Wikipedia fades into NFT art

A fierce debate rages at the bottom of Wikipedia’s countless articles and stubs.

The editors of the world’s first online encyclopedia have weighed if NFT artwork such as Beeple’s Daily: first 5,000 days and that of Pak Merge should be on the site’s list of the most expensive works of art sold at auction by living artists.

Beeple, the pseudonym of digital artist Mike Winkelmann, put NFTs on the mainstream map in March 2021 after his collagic Daily: first 5,000 days sold for $69.34 million at a Christie’s auction. More recently, Pak, another digital artist credited with giving Beeple his first introduction to selling NFT, broke his student’s record by selling an NFT work called Merge for a total of $91.8 million via digital art auction platform Nifty Gateway.

“Merge” by Pak (Source: Clever gateway)

Although Beeple and Pak are widely recognized as digital artists, there is much debate over whether their NFTs should be considered art. “I think they shouldn’t. NFTs have their own list,” said an editor who goes by the name Jonas. Several other editors agreed, citing a lack of secondary sources and the fact that not all existing NFTs are not sold as art.

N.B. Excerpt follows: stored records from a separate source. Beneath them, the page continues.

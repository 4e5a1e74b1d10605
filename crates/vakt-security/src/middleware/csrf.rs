//! CSRF guard: stateless double-submit cookie
//!
//! The server keeps no token store. One high-entropy token is issued as
//! an HTTP-only session cookie on the first request that lacks it; the
//! client proves same-origin script access by echoing the same value in
//! a header (or a reserved body field) on every mutating request. The
//! two copies must be byte-equal. The token is session-scoped and never
//! rotates on validation; the cookie's lifetime is the rotation
//! boundary.

use base64::engine::general_purpose::URL_SAFE_NO_PAD;
use base64::Engine as _;
use http::Method;
use rand::RngCore;
use tracing::debug;

use vakt_http::config::AppEnv;
use vakt_http::error::HttpError;
use vakt_http::errors::responses::error_response;
use vakt_http::middleware::{Middleware, Next, NextFuture};
use vakt_http::request::cookies::{Cookie, SameSite};
use vakt_http::request::Request;
use vakt_http::response::Response;

use crate::config::CsrfConfig;
use crate::{SecurityError, SecurityResult};

/// Request extension exposing the plaintext token to the response
/// rendering layer (form embedding, script echo).
#[derive(Debug, Clone, PartialEq, Eq)]
pub struct CsrfToken(pub String);

/// CSRF protection stage
#[derive(Debug, Clone)]
pub struct CsrfMiddleware {
    config: CsrfConfig,
    env: AppEnv,
}

impl CsrfMiddleware {
    pub fn new(config: CsrfConfig, env: AppEnv) -> Self {
        Self { config, env }
    }

    pub fn with_defaults(env: AppEnv) -> Self {
        Self::new(CsrfConfig::default(), env)
    }

    /// Generate a fresh token: 32 bytes from the OS-seeded CSPRNG,
    /// url-safe base64 encoded.
    pub fn generate_token(&self) -> String {
        let mut bytes = [0u8; 32];
        rand::thread_rng().fill_bytes(&mut bytes);
        URL_SAFE_NO_PAD.encode(bytes)
    }

    fn is_safe_method(method: &Method) -> bool {
        matches!(method, &Method::GET | &Method::HEAD | &Method::OPTIONS)
    }

    /// Client-supplied token copy: dedicated header first, reserved
    /// body field as fallback.
    fn client_token(&self, request: &Request) -> Option<String> {
        if let Some(token) = request.header_string(&self.config.token_header) {
            return Some(token);
        }
        request
            .body_field(&self.config.body_field)
            .and_then(|value| value.as_str())
            .map(str::to_string)
    }

    /// Validate a mutating request against the cookie copy.
    ///
    /// Missing cookie, missing client copy and mismatch are deliberately
    /// indistinguishable: one generic failure, no hint which half was
    /// absent. Empty values count as absent, so an empty-for-empty pair
    /// never validates.
    pub fn validate_token(&self, request: &Request) -> SecurityResult<()> {
        let expected = request
            .cookie(&self.config.cookie_name)
            .filter(|token| !token.is_empty());
        let provided = self.client_token(request).filter(|token| !token.is_empty());

        match (expected, provided) {
            (Some(expected), Some(provided)) if expected == provided => Ok(()),
            _ => Err(SecurityError::CsrfValidationFailed),
        }
    }

    fn issue_cookie(&self, response: &mut Response, token: &str) {
        let cookie = Cookie::new(&self.config.cookie_name, token)
            .http_only(true)
            .secure(self.env.is_production())
            .same_site(SameSite::Strict);
        // Cookie values are url-safe base64; this cannot fail.
        let _ = response.add_cookie(&cookie);
    }

    fn expose_token(&self, response: &mut Response, token: &str) {
        let _ = response.set_header("x-csrf-token", token);
    }
}

impl Middleware for CsrfMiddleware {
    fn handle(&self, mut request: Request, next: Next) -> NextFuture<'static> {
        let stage = self.clone();
        Box::pin(async move {
            let existing = request.cookie(&stage.config.cookie_name);
            let issued = existing.is_none().then(|| stage.generate_token());
            let token = existing.clone().or_else(|| issued.clone()).unwrap_or_default();

            request.insert_extension(CsrfToken(token.clone()));

            let must_validate = !Self::is_safe_method(&request.method)
                && !stage.config.is_exempt_path(request.path());

            if must_validate {
                if let Err(err) = stage.validate_token(&request) {
                    debug!(path = request.path(), "{err}");
                    let mut response = error_response(&HttpError::CsrfRejected, stage.env);
                    // The rejection still carries a usable cookie so the
                    // client can retry with matching copies.
                    if issued.is_some() {
                        stage.issue_cookie(&mut response, &token);
                    }
                    stage.expose_token(&mut response, &token);
                    return response;
                }
            }

            let mut response = next.run(request).await;
            if issued.is_some() {
                stage.issue_cookie(&mut response, &token);
            }
            stage.expose_token(&mut response, &token);
            response
        })
    }

    fn name(&self) -> &'static str {
        "CsrfMiddleware"
    }
}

Others pushed back. A user posting as Hocus00 pointed out that several major publications such as The Wall Street Journal, The New York Timesand Forbes all referred to Beeple’s NFT sale as the third most expensive work by a living artist ever sold at auction. As editors have often pointed out in discussion, Wikipedia entries should aim to be based on multiple corroborating sources, not the personal opinions of its contributors.

Some users have approached the issue from a more fundamental point of view. “If we agree that Beeple and Pak are artists, why wouldn’t their sales count on this list?” wrote an editor who identifies himself as Pmmccurdy. “I don’t understand the logic here.”

However, as the conversation progressed, the messages became more and more opinionated. New contributions to the discussion sounded like heavily loaded tirades. A user called FibrielSolaer wrote:

“Buying via NFT is in no way buying art; buy NFT pretend to buy art. NFT is a trendy new scam that targets people unable to distinguish reality from ideals, such as young children.

The crux of the argument against NFT artworks seems to boil down to how the underlying technology works. Several publishers have disputed that the lines of code on a blockchain that represent digital property are not the same as the artwork they represent. Additionally, many NFT artworks are digital only, with no corresponding physical copy. It also seems a point of contention that some contributors believe that NFTs are not “real” works of art.

After weeks of publication, five out of six editors discussing the issue reached a consensus; Beeple’s Every day would remain on Wikipedia’s list of the most expensive works of art by living artists, but with a caveat. The editors attached a note describing the sale as “a promotion to increase the value of Ethereum.” However, Pak Merge would be removed, primarily because the only source currently citing the sale as an NFT artwork was Nifty Gateway, and because it reached such a high value by being sold in fractions to multiple buyers. Buyers could purchase tokens starting at a unit price of $575, which increased by $25 every six hours. It should be noted that the visuals of Merge are generated on-chain, making the technology behind the part an integral part of it.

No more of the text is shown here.